Aveva difeso Rozzano allo stesso modo Mariarosa Malinverno sindaca del Pd ai tempi della “Mattanza di Vito Cosco" nel 2003. Tutta la città si mobilitò per salvaguardare il nome di Rozzano. In migliaia scesero in strada contro chi indicava la città come il covo di “13mila residenti pregiudicati”.

Partiamo proprio dalla Mattanza di Vito Cosco: era il 23 agosto di 21 anni fa quando Cosco, per un debito di droga non pagato, fece fuoco uccidendo quattro persone fra cui la piccola Sebastiana, che allora aveva tre anni. La risposta popolare e politica fu massiccia. E una volta passato il lutto per le quattro vittime, la rabbia e l’indignazione si trasformarono in rinascita. Un percorso che ha portato ad avere sul territorio un ospedale come Humanitas collegato all’università, numerose realtà commerciali, la crescita del livello occupazionale e l’impennata del valore degli immobili.

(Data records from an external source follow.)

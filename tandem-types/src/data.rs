//! The nested data shapes exchanged with simulators.

use crate::id::EntityId;
use crate::value::SimValue;
use serde::{Deserialize, Serialize};
use std::collections::BTreeMap;

/// Inputs for one step of a simulator:
/// `dst_eid → dst_attr → src_full_id → value`.
///
/// The innermost map is keyed by the *full* source address because one
/// attribute may be fed by several sources at once (different consumers
/// providing loads for one grid node, say) and only the simulator knows
/// how to aggregate them.
pub type InputData = BTreeMap<EntityId, BTreeMap<String, BTreeMap<String, SimValue>>>;

/// Outputs of a `get_data` call: `eid → attr → value`.
pub type OutputData = BTreeMap<EntityId, BTreeMap<String, SimValue>>;

/// The attributes requested from a simulator: `eid → [attr]`.
pub type OutputRequest = BTreeMap<EntityId, Vec<String>>;

/// Reply of a `get_data` call.
///
/// Event-based simulators may timestamp their output: when `time` is
/// set, the data counts as produced at that (future) instant of the
/// simulator's own clock rather than at the step that yielded it.
#[derive(Debug, Clone, Default, PartialEq)]
pub struct OutputReply {
    /// Output time in the simulator's own time scale, if any.
    pub time: Option<u64>,
    /// The attribute values.
    pub data: OutputData,
}

/// Merge `update` into `base`, innermost maps merging per key.
pub fn merge_inputs(base: &mut InputData, update: InputData) {
    for (eid, attrs) in update {
        let dst_attrs = base.entry(eid).or_default();
        for (attr, sources) in attrs {
            dst_attrs.entry(attr).or_default().extend(sources);
        }
    }
}

/// Descriptor of an entity created by a simulator.
#[derive(Debug, Clone, Serialize, Deserialize, PartialEq)]
pub struct EntityDesc {
    /// Entity ID, unique within the creating simulator.
    pub eid: EntityId,
    /// The model this entity instantiates.
    #[serde(rename = "type")]
    pub model: String,
    /// Full IDs of related entities (both directions are recorded).
    #[serde(default, skip_serializing_if = "Vec::is_empty")]
    pub rel: Vec<String>,
    /// Child entities, forming a forest within the simulator.
    #[serde(default, skip_serializing_if = "Vec::is_empty")]
    pub children: Vec<EntityDesc>,
}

Da una parte quindi l’orgoglio dei rozzanesi “perbene“, dall’altra però il sangue e la violenza, che continuano ad alimentare il mito della città senza legge. A febbraio del 2019 due omicidi in meno di 12 ore: l’imprenditore rozzanese Giuseppe Giuliano crivellato di colpi all’ingresso del cantiere di Cascina Vione (i killer sono stati arrestati pochi mesi fa) e, poche ore dopo, Antonio C, 63 anni, freddato vicino a un supermercato. Poi ancora, a gennaio di quest’anno, un cittadino marocchino di 32 anni, accoltellato qualche ora prima in un’officina di Fizzonasco, e scaricato in via Pavese. E infine, solo una decina di giorni fa, i tre colpi di pistola esplosi in via Berlinguer da un 21enne rozzanese per intimidire la ex.

Ci sono poi le piaghe “storiche“, come lo spaccio 24 ore su 24 di fronte alla fermata di Piazza del Municipio che neanche i continui interventi delle forze dell’ordine sono mai riusciti a bloccare. E chissà se ci riusciranno i lavori per riqualificare il cuore del quartiere popolare della città avviati dall’amministrazione qualche settimana fa. Per far finalmente prevalere “l’anti Rozzangeles“, quella che il soccorritore Francesco Lombardi, che per anni ha lavorato in città, chiama la Rozzano delle "molte persone perbene, magari in difficoltà economiche, che nella loro grande o piccola disponibilità aiutano il prossimo”.